Lynette Diaz, COTA/L
Tuesday, June 9th, 2020
How many repetitions does it take to create changes in the brain? How many repetitions must one complete before movement is strong, volitional and functional? Research indicates the number is high and the answer is more complex than we may think. Factors to be considered are, quality of repetitions, attention during repetitions, number of joints involved in movement, area of injury in the brain to name a few. It would stand to reason the more complex a movement is the more repetitions would be required.
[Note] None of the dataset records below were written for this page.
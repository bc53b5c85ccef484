//! Top-down flow layout of report blocks onto A4 pages.
//!
//! Blocks are placed in order inside the page frame. A block that does not fit
//! in the remaining space moves to a fresh page; tables are split by row and
//! may repeat their header rows.

use super::chart::PieChart;
use super::fonts::{encode_win_ansi, ReportFont};
use lopdf::content::Operation;
use lopdf::Object;

pub const A4_WIDTH: f32 = 595.28;
pub const A4_HEIGHT: f32 = 841.89;

/// Resource name of the regular font in every page
pub const FONT_RESOURCE: &str = "F1";
/// Resource name of the logo image
pub const LOGO_RESOURCE: &str = "Im1";

/// Millimetres to PDF points
pub fn mm(value: f32) -> f32 {
    value * 72.0 / 25.4
}

#[derive(Debug, Clone, Copy, PartialEq)]
pub struct Rgb(pub f32, pub f32, pub f32);

impl Rgb {
    pub const BLACK: Rgb = Rgb(0.0, 0.0, 0.0);
    pub const WHITE: Rgb = Rgb(1.0, 1.0, 1.0);
    pub const GREY: Rgb = Rgb(0.5, 0.5, 0.5);

    pub fn hex(value: u32) -> Rgb {
        Rgb(
            ((value >> 16) & 0xFF) as f32 / 255.0,
            ((value >> 8) & 0xFF) as f32 / 255.0,
            (value & 0xFF) as f32 / 255.0,
        )
    }

    fn operands(self) -> Vec<Object> {
        vec![self.0.into(), self.1.into(), self.2.into()]
    }
}

#[derive(Debug, Clone, Copy, PartialEq, Eq)]
pub enum Align {
    Left,
    Center,
    Right,
}

#[derive(Debug, Clone)]
pub struct Column {
    pub width: f32,
    pub align: Align,
}

impl Column {
    pub fn new(width: f32, align: Align) -> Self {
        Self { width, align }
    }
}

#[derive(Debug, Clone)]
pub struct TableStyle {
    pub font_size: f32,
    pub padding: f32,
    pub header_background: Option<Rgb>,
    pub header_text: Rgb,
    pub body_background: Option<Rgb>,
    pub grid: Option<(Rgb, f32)>,
    pub repeat_header: bool,
}

impl Default for TableStyle {
    fn default() -> Self {
        Self {
            font_size: 10.0,
            padding: 4.0,
            header_background: None,
            header_text: Rgb::BLACK,
            body_background: None,
            grid: None,
            repeat_header: false,
        }
    }
}

#[derive(Debug, Clone)]
pub struct Table {
    pub columns: Vec<Column>,
    pub rows: Vec<Vec<String>>,
    pub header_rows: usize,
    pub style: TableStyle,
}

impl Table {
    pub fn width(&self) -> f32 {
        self.columns.iter().map(|c| c.width).sum()
    }

    fn row_height(&self) -> f32 {
        self.style.font_size * 1.2 + self.style.padding * 2.0
    }
}

#[derive(Debug, Clone)]
pub struct Paragraph {
    pub text: String,
    pub size: f32,
    pub leading: f32,
    pub align: Align,
}

impl Paragraph {
    pub fn new(text: impl Into<String>, size: f32, leading: f32, align: Align) -> Self {
        Self {
            text: text.into(),
            size,
            leading,
            align,
        }
    }
}

#[derive(Debug, Clone)]
pub enum Block {
    Paragraph(Paragraph),
    Spacer(f32),
    Table(Table),
    Chart(PieChart),
    /// Horizontal line across the frame with padding above and below
    Rule { color: Rgb, width: f32, padding: f32 },
    /// Logo XObject drawn centered at the given size
    Image { width: f32, height: f32 },
    PageBreak,
}

/// Geometry of the writable area of a page
#[derive(Debug, Clone, Copy)]
pub struct Frame {
    pub page_width: f32,
    pub page_height: f32,
    pub margin: f32,
}

impl Frame {
    pub fn a4(margin: f32) -> Self {
        Self {
            page_width: A4_WIDTH,
            page_height: A4_HEIGHT,
            margin,
        }
    }

    pub fn width(&self) -> f32 {
        self.page_width - 2.0 * self.margin
    }

    fn top(&self) -> f32 {
        self.page_height - self.margin
    }

    fn bottom(&self) -> f32 {
        self.margin
    }
}

/// Content operations of one page
pub type PageOps = Vec<Operation>;

pub struct Composer<'a> {
    font: &'a ReportFont,
    frame: Frame,
    pages: Vec<PageOps>,
    ops: PageOps,
    cursor: f32,
}

impl<'a> Composer<'a> {
    pub fn new(font: &'a ReportFont, frame: Frame) -> Self {
        Self {
            font,
            frame,
            pages: Vec::new(),
            ops: Vec::new(),
            cursor: frame.top(),
        }
    }

    /// Lay out all blocks and return the finished pages
    pub fn compose(mut self, blocks: &[Block]) -> Vec<PageOps> {
        for block in blocks {
            match block {
                Block::Paragraph(paragraph) => self.paragraph(paragraph),
                Block::Spacer(height) => self.cursor -= height,
                Block::Table(table) => self.table(table),
                Block::Chart(chart) => self.chart(chart),
                Block::Rule {
                    color,
                    width,
                    padding,
                } => self.rule(*color, *width, *padding),
                Block::Image { width, height } => self.image(*width, *height),
                Block::PageBreak => {
                    if !self.ops.is_empty() {
                        self.new_page();
                    }
                }
            }
        }

        self.pages.push(self.ops);
        self.pages
    }

    fn remaining(&self) -> f32 {
        self.cursor - self.frame.bottom()
    }

    fn at_page_top(&self) -> bool {
        self.ops.is_empty()
    }

    fn new_page(&mut self) {
        self.pages.push(std::mem::take(&mut self.ops));
        self.cursor = self.frame.top();
    }

    fn ensure_space(&mut self, height: f32) {
        if height > self.remaining() && !self.at_page_top() {
            self.new_page();
        }
    }

    fn aligned_x(&self, left: f32, width: f32, content_width: f32, align: Align) -> f32 {
        match align {
            Align::Left => left,
            Align::Center => left + (width - content_width) / 2.0,
            Align::Right => left + width - content_width,
        }
    }

    fn paragraph(&mut self, paragraph: &Paragraph) {
        let lines = self
            .font
            .wrap(&paragraph.text, paragraph.size, self.frame.width());

        for line in lines {
            self.ensure_space(paragraph.leading);
            let width = self.font.text_width(&line, paragraph.size);
            let x = self.aligned_x(self.frame.margin, self.frame.width(), width, paragraph.align);
            let baseline = self.cursor - paragraph.size;
            push_text(&mut self.ops, &line, paragraph.size, x, baseline, Rgb::BLACK);
            self.cursor -= paragraph.leading;
        }
    }

    fn table(&mut self, table: &Table) {
        let row_height = table.row_height();
        let left = self.frame.margin + (self.frame.width() - table.width()).max(0.0) / 2.0;
        let header_rows = table.header_rows.min(table.rows.len());
        let (header, body) = table.rows.split_at(header_rows);

        // Keep the header together with at least one body row
        let lead = (header.len() + usize::from(!body.is_empty())) as f32 * row_height;
        self.ensure_space(lead);

        for row in header {
            self.table_row(table, row, left, true);
        }

        for row in body {
            if row_height > self.remaining() {
                self.new_page();
                if table.style.repeat_header {
                    for row in header {
                        self.table_row(table, row, left, true);
                    }
                }
            }
            self.table_row(table, row, left, false);
        }
    }

    fn table_row(&mut self, table: &Table, row: &[String], left: f32, is_header: bool) {
        let style = &table.style;
        let height = table.row_height();
        let bottom = self.cursor - height;

        let background = if is_header {
            style.header_background
        } else {
            style.body_background
        };
        if let Some(color) = background {
            self.ops.push(Operation::new("rg", color.operands()));
            self.ops.push(rect(left, bottom, table.width(), height));
            self.ops.push(Operation::new("f", vec![]));
        }

        let text_color = if is_header {
            style.header_text
        } else {
            Rgb::BLACK
        };
        let baseline = bottom + (height - style.font_size) / 2.0 + style.font_size * 0.22;

        let mut x = left;
        for (column, cell) in table.columns.iter().zip(row.iter()) {
            let inner = (column.width - 2.0 * style.padding).max(0.0);
            let text = self.font.fit_text(cell, style.font_size, inner);
            let width = self.font.text_width(&text, style.font_size);
            let text_x = self.aligned_x(x + style.padding, inner, width, column.align);
            push_text(&mut self.ops, &text, style.font_size, text_x, baseline, text_color);

            if let Some((color, line_width)) = style.grid {
                self.ops.push(Operation::new("RG", color.operands()));
                self.ops.push(Operation::new("w", vec![line_width.into()]));
                self.ops.push(rect(x, bottom, column.width, height));
                self.ops.push(Operation::new("S", vec![]));
            }
            x += column.width;
        }

        self.cursor = bottom;
    }

    fn chart(&mut self, chart: &PieChart) {
        let height = chart.height();
        self.ensure_space(height);

        let bottom = self.cursor - height;
        chart.draw(&mut self.ops, self.font, self.frame.margin, bottom, self.frame.width());
        self.cursor = bottom;
    }

    fn rule(&mut self, color: Rgb, width: f32, padding: f32) {
        self.ensure_space(padding * 2.0);
        let y = self.cursor - padding;

        self.ops.push(Operation::new("RG", color.operands()));
        self.ops.push(Operation::new("w", vec![width.into()]));
        self.ops.push(Operation::new(
            "m",
            vec![self.frame.margin.into(), y.into()],
        ));
        self.ops.push(Operation::new(
            "l",
            vec![(self.frame.margin + self.frame.width()).into(), y.into()],
        ));
        self.ops.push(Operation::new("S", vec![]));

        self.cursor -= padding * 2.0;
    }

    fn image(&mut self, width: f32, height: f32) {
        self.ensure_space(height);
        let x = self.aligned_x(self.frame.margin, self.frame.width(), width, Align::Center);
        let y = self.cursor - height;

        self.ops.push(Operation::new("q", vec![]));
        self.ops.push(Operation::new(
            "cm",
            vec![
                width.into(),
                0.0_f32.into(),
                0.0_f32.into(),
                height.into(),
                x.into(),
                y.into(),
            ],
        ));
        self.ops.push(Operation::new("Do", vec![LOGO_RESOURCE.into()]));
        self.ops.push(Operation::new("Q", vec![]));

        self.cursor = y;
    }
}

fn rect(x: f32, y: f32, width: f32, height: f32) -> Operation {
    Operation::new(
        "re",
        vec![x.into(), y.into(), width.into(), height.into()],
    )
}

/// Emit a single line of text in the report font
pub fn push_text(ops: &mut PageOps, text: &str, size: f32, x: f32, y: f32, color: Rgb) {
    if text.is_empty() {
        return;
    }
    ops.push(Operation::new("BT", vec![]));
    ops.push(Operation::new("Tf", vec![FONT_RESOURCE.into(), size.into()]));
    ops.push(Operation::new("rg", color.operands()));
    ops.push(Operation::new("Td", vec![x.into(), y.into()]));
    ops.push(Operation::new(
        "Tj",
        vec![Object::string_literal(encode_win_ansi(text))],
    ));
    ops.push(Operation::new("ET", vec![]));
}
Randolph J. Nudo is the first to be credited with speaking of the importance and power of repetitive practice in stroke recovery. His research would suggest that approximately 2000 repetitions of a single joint are required to see rewiring in the brain. Edward Taub is credited with introducing constraint induced therapy that also advocates for a high number of repetitions, approximately 200 per session in order to create neuroplastic changes in the brain. Neuroplasticity is the brains ability to form and re-organize neural connections in response to learning or re-learning a skill following an injury, such as a stroke. Neuroplasticity is the rewiring of the brain that allows for recovery of lost skills and movement.
Thus the research suggests a high number of repetitions are required when it comes to rewiring the brain to create neuroplastic changes. However, high repetitions alone may not be enough. Randolph J. Nudo’s research also suggests that the key is to perform meaningful or even novel tasks in which your brain is required to pay attention. For example simply lifting your affected arm 200 times without a specific purpose is not as meaningful to your brain as attempting to lift your arm 200 times in order to brush your teeth or to feed yourself. It is the high number of repetitions paired with meaningful activities that drive neuroplastic changes.
On your journey to recovery, it is important to decide what skills or tasks you’d like to do again. Work with your therapy team to determine how those repetitions can be done in session and also at home. Using a mirror or video taping movement are also good strategies so that you and your therapy team can assess the quality of the movement. To get in enough repetitions it is imperative that meaningful repetitive practice be done at home. So exactly how many repetitions do we need? The bottom line is a lot! Purposeful, meaningful movements, done repeatedly both in therapy and at home. Repetition, attention and meaning are the golden trio to recovering movement.